As I know, std::unordered_map is used for fast access to elements. This achieves by storing and comparing the key hash instead of the key itself. Also, unordered means that the elements in it are not sorted. But fast access to elements requires that the items have sorted to be able to find the requested item using binary search.

  • Does it mean the items in an unordered_map are sorted based on their hash key and the only reason that causes an unordered_map to be faster than map to access elements is comparing hash values is usually much more faster than comparing key values?
  • If so, choosing between unordered_map and map depends on the type of key. Am I right?
  • And the last question is why an unordered_map does not get a Compare template parameter like what the map does? How does an unordered_map compare the key hashes just by an equal operator?

    template <class Key,
              class T,
              class Compare = less<Key>,
              class Alloc = allocator<pair<const Key,T> >
              > class map;
    
    template <class Key,
              class T,
              class Hash = hash<Key>,
              class Pred = equal_to<Key>,
              class Alloc = allocator< pair<const Key,T> >
              > class unordered_map;
    
wxShayan
  • 288
  • 1
  • 4
  • 12
  • Keys are not sorted by hash in a hash map. The hash is subject to a modulus and that result is used as a random access index into an array of buckets. – Richard Hodges Apr 28 '18 at 06:01
  • You might find my answer [here](https://stackoverflow.com/a/30567466/410767) helpful - it illustrates how entries get tracked in a hash table (though a good `unordered_map` implementation may do things slightly differently, e.g.
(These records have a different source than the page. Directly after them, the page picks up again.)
use axum::extract::State;
use axum::http::StatusCode;
use sqlx::PgPool;
use tracing::error;

pub async fn root() -> &'static str {
    "Face lookup service"
}

/// Healthy when the database answers.
pub async fn health_check(State(pool): State<PgPool>) -> Result<&'static str, StatusCode> {
    match sqlx::query("SELECT 1").fetch_one(&pool).await {
        Ok(_) => Ok("OK"),
        Err(e) => {
            error!("Health check failed: database connection error: {}", e);
            Err(StatusCode::SERVICE_UNAVAILABLE)
        }
    }
}
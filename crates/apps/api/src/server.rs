use crate::api_state::ApiContext;
use crate::create_router;
use app_state::AppSettings;
use color_eyre::Result;
use color_eyre::eyre::{WrapErr, eyre};
use common_services::object_store::{ObjectStore, S3ObjectStore};
use common_services::startup::retry_startup;
use common_services::vector_index::{FaceIndex, PgFaceIndex, ensure_ready};
use face_engine::FaceEngine;
use http::{HeaderValue, header};
use listener::listener::start_listening;
use sqlx::PgPool;
use std::net::SocketAddr;
use std::sync::Arc;
use tokio::net::TcpListener;
use tower_http::cors;
use tower_http::cors::CorsLayer;
use tower_http::trace::TraceLayer;
use tracing::{error, info};

/// Loads the face models and connects the object store and face index.
///
/// # Errors
///
/// Fails when a dependency stays unreachable or the index holds embeddings of
/// another dimension than the models produce.
pub async fn build_context(pool: PgPool, settings: AppSettings) -> Result<ApiContext> {
    let store: Arc<dyn ObjectStore> = Arc::new(S3ObjectStore::new(&settings.object_store));
    if settings.object_store.create_bucket {
        let bucket = settings.object_store.bucket.clone();
        retry_startup(&settings.startup, "object store", || store.ensure_bucket(&bucket)).await?;
    }

    let index: Arc<dyn FaceIndex> =
        Arc::new(PgFaceIndex::new(pool.clone(), &settings.vector_index)?);

    let face_settings = settings.faces.clone();
    let dimension = settings.vector_index.dimension;
    let engine =
        tokio::task::spawn_blocking(move || FaceEngine::from_settings(&face_settings, dimension))
            .await?
            .wrap_err("Failed to load face models")?;

    assemble_context(pool, settings, Arc::new(engine), index, store).await
}

async fn assemble_context(
    pool: PgPool,
    settings: AppSettings,
    engine: Arc<FaceEngine>,
    index: Arc<dyn FaceIndex>,
    store: Arc<dyn ObjectStore>,
) -> Result<ApiContext> {
    ensure_ready(index.as_ref(), engine.dimension(), &settings.startup).await?;
    Ok(ApiContext {
        pool,
        settings,
        engine,
        index,
        store,
    })
}

pub async fn serve(pool: PgPool, settings: AppSettings) -> Result<()> {
    info!("🚀 Initializing server...");
    let api_state = build_context(pool.clone(), settings.clone()).await?;

    if settings.listener.embedded {
        info!("Starting embedded bucket listener");
        tokio::spawn(start_listening(pool, settings.clone()));
    }

    // --- CORS Configuration ---
    let cors = CorsLayer::new()
        .allow_methods([http::Method::GET, http::Method::POST])
        .allow_headers([header::CONTENT_TYPE, header::ACCEPT, header::ORIGIN]);
    let cors = if settings.api.allowed_origins.iter().any(|o| o == "*") {
        cors.allow_origin(cors::Any)
    } else {
        let allowed_origins: Vec<HeaderValue> = settings
            .api
            .allowed_origins
            .iter()
            .filter_map(|s| match s.parse() {
                Ok(hv) => Some(hv),
                Err(e) => {
                    error!("Invalid CORS origin configured: {} - Error: {}", s, e);
                    None
                }
            })
            .collect();
        cors.allow_origin(allowed_origins)
    };

    let app = create_router(api_state)
        .layer(TraceLayer::new_for_http().on_request(()))
        .layer(cors);

    let addr: SocketAddr = format!("{}:{}", settings.api.host, settings.api.port)
        .parse()
        .map_err(|e| eyre!("Invalid address: {}", e))?;
    let listener = TcpListener::bind(addr)
        .await
        .wrap_err_with(|| format!("Failed to bind {addr}"))?;

    info!("🐸 Server listening on http://{}", addr);
    axum::serve(listener, app).await?;
    Ok(())
}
GCC buckets store iterators into a singly linked list of key/value pairs so you can iterate elements without inspecting empty buckets). – Tony Delroy Apr 29 '18 at 01:25

2 Answers2

7

Fast element access does require some form of ordering. Unordered_map is called that way because the ordering might not make sense to a human and might not remain stable when you add or remove elements.

unordered_map is not faster than map because comparing hashes one to one is faster than comparing arbitrary objects one to one. It is faster because it doesn't need comparisons at all. This is why it doesn't need a compare template parameter.

The typical unordered_map implementation is a hash table. A hash table is mostly a regular array of key-value pairs that uses a clever trick to help you find the element you're looking for quickly.

An ideal hash function is uniformly distributed: if you were to pick a hash from any object at random, the value of hash % N for some integer N should be roughly uniform (pretending for a second that modulo bias doesn't exist). If you choose N to be the size of your array of key-value pairs, you can use hash(key) % size as an array index for quick lookup.

Since the hash value is supposed to be uniformly-distributed, different objects will usually have a different index, so things will usually work in your favor by doing just that. However, it's still possible that hash(key) % N is the same thing for two objects. In this case, the hash table needs to handle a collision: there are multiple strategies, but all of them typically devolve to a linear search within the keys that fell in the same hash bucket (and for that reason, the hash table needs to contain the key too, not just the hash of the key). This is why the worst-case access time for a hash table is O(n), andd it highlights the importance of having a good hash function.

In some cases, this can be a reason to prefer map over unordered_map, as the access performance of map (O(log n)) is very predictable.

Also, as the number occupied buckets in a hash table increases, the chances of a collision also increases. In general, for that reason, hash tables will have more buckets than elements, meaning that it's "wasting" space for efficiency.

zneak
  • 134,922
  • 42
  • 253
  • 328
  • Thank you very much. it's an awesome answer. I was completely thinking wrong. – wxShayan Apr 28 '18 at 08:25
  • This answer's interesting but a bit confusing because it both states that unordered_map doesn't have a compare template parameter, and that it performs a comparison (it actually does have such a parameter, as can be seen in question). AFAIK it cannot know if a lookup ended up in a collision or not, so it always needs to perform the comparison to check anyway. Typical implementation seems to be buckets corresponding to hashes then traversal of the bucket with comparison of keys. – foxesque Jul 27 '23 at 00:05
1

How the containers are implemented is, I believe, left to the implementer, however the standard may specify time complexity requirements for certain operations.

In practice most implementations of unordered_map are hash tables. In hash tables the entries are not simply sorted, but rather divided into buckets. The ordered map might be implemented as a tree instead, as suggested by for example this website.

Which collection you choose isn't dependent on just the type of key. Both have their advantages and tradeoffs in features, memory use and efficiency in different cases. However I would say that in the general case unordered_map is the better choice if you absolutely don't need ordered keys, because not guaranteeing order gives the implementation more freedom to implement things efficiently (hash tables generally have O(1) lookup performance). Additionally in most other programming languages the default mapping type doesn't guarantee order, so it seems to be a common choice.

The hash type unordered_map uses is specified as size_t which is just an integer, so it can just use standard integer operations to compare and do calculations with hashes.

Matti Virkkunen
  • 63,558
  • 9
  • 127
  • 159